> **Brief**: Read through the listing below, and copy every line where the string "that" appears.

------------------------------------------------------------------------

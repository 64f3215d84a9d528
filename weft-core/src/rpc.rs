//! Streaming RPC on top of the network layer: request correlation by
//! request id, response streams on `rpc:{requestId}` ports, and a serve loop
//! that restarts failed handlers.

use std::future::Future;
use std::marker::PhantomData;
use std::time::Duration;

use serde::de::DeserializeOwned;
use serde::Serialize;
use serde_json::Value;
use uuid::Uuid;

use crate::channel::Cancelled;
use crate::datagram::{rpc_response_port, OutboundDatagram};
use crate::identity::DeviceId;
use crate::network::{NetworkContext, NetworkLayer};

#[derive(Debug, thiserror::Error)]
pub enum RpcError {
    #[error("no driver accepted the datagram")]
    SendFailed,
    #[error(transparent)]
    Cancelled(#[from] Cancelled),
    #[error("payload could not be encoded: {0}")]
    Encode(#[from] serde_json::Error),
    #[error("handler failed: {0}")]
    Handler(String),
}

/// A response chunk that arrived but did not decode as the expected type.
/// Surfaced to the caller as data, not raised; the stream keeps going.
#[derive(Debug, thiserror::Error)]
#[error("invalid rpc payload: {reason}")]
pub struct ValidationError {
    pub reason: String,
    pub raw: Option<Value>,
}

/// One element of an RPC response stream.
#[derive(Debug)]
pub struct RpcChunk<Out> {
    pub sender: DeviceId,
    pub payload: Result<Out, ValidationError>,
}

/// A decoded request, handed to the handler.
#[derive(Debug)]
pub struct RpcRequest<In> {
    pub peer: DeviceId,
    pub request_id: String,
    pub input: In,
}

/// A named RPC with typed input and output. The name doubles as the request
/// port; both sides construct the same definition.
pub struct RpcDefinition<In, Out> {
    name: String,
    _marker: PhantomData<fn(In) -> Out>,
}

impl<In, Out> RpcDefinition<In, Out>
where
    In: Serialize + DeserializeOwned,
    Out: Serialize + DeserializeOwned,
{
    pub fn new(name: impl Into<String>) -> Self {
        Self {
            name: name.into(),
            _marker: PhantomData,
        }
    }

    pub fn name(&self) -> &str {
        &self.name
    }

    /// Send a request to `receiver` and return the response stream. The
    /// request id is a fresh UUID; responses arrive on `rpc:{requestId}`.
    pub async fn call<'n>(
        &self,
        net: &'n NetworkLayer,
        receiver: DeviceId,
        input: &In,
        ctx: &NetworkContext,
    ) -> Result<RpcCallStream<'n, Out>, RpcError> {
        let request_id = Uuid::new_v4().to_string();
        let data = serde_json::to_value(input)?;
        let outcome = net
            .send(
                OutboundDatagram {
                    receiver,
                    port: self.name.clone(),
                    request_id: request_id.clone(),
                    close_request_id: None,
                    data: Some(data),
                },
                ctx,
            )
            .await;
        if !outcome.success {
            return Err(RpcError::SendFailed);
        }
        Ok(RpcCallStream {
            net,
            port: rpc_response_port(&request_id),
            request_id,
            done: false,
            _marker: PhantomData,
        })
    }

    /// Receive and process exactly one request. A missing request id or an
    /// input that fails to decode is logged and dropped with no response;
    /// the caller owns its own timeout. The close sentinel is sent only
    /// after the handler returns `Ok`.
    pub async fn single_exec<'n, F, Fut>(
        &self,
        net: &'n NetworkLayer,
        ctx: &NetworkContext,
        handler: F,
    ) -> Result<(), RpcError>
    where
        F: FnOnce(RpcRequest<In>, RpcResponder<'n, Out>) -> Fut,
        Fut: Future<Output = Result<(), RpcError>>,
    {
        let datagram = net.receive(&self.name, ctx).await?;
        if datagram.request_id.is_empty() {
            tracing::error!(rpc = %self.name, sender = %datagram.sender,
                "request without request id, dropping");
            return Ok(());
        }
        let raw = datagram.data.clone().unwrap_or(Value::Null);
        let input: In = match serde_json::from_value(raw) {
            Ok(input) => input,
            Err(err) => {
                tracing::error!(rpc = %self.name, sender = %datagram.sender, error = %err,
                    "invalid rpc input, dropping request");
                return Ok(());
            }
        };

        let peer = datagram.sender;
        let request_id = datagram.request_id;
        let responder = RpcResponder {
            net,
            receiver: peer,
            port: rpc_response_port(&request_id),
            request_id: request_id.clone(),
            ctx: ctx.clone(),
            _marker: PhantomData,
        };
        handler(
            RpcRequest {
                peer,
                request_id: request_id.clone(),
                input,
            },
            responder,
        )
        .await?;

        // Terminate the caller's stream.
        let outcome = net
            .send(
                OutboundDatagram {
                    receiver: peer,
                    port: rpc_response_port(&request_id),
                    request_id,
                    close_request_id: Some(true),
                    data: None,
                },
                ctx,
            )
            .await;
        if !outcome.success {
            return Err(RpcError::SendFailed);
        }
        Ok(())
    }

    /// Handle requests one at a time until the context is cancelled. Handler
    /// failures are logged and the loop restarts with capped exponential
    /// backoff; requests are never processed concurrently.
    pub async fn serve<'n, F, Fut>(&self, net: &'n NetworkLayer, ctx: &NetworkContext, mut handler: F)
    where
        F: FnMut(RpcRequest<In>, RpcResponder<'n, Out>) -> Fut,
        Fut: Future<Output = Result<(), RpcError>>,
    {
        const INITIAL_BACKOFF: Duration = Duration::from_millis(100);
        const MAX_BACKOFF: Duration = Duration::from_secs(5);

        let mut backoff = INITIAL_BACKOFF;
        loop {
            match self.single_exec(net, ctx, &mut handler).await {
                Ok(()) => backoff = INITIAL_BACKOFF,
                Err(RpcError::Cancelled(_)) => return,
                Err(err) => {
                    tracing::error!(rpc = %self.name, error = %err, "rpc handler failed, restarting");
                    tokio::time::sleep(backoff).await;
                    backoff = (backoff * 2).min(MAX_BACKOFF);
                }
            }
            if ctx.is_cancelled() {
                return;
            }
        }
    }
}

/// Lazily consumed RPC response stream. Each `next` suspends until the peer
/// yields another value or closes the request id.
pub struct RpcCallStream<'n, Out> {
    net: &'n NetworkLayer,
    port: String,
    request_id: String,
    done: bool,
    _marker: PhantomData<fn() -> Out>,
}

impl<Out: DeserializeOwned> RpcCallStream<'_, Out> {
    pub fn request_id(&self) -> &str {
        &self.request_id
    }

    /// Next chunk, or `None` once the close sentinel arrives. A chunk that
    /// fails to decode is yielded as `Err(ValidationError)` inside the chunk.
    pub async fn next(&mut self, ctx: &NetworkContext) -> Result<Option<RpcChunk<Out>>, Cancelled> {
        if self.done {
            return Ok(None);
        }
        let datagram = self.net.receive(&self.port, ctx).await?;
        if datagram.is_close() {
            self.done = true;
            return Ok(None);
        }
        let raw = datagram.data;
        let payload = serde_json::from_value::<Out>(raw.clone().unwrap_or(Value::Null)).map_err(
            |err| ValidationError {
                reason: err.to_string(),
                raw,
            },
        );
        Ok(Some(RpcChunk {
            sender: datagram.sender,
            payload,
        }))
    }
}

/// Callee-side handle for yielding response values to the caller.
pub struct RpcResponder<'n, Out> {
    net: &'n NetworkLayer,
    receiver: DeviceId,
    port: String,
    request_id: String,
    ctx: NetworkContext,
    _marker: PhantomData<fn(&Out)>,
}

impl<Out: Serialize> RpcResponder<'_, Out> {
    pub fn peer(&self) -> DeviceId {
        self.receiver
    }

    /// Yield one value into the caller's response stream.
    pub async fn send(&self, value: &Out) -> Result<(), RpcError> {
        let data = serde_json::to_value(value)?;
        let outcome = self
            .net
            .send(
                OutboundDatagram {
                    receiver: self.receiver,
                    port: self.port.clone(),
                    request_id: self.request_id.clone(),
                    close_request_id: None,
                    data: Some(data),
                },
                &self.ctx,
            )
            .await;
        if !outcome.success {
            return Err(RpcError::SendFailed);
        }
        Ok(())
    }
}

------------------------------------------------------------------------

> **Solution to the problem**:
//! that restarts failed handlers.
/// A response chunk that arrived but did not decode as the expected type.
    /// input that fails to decode is logged and dropped with no response;
    /// Next chunk, or `None` once the close sentinel arrives. A chunk that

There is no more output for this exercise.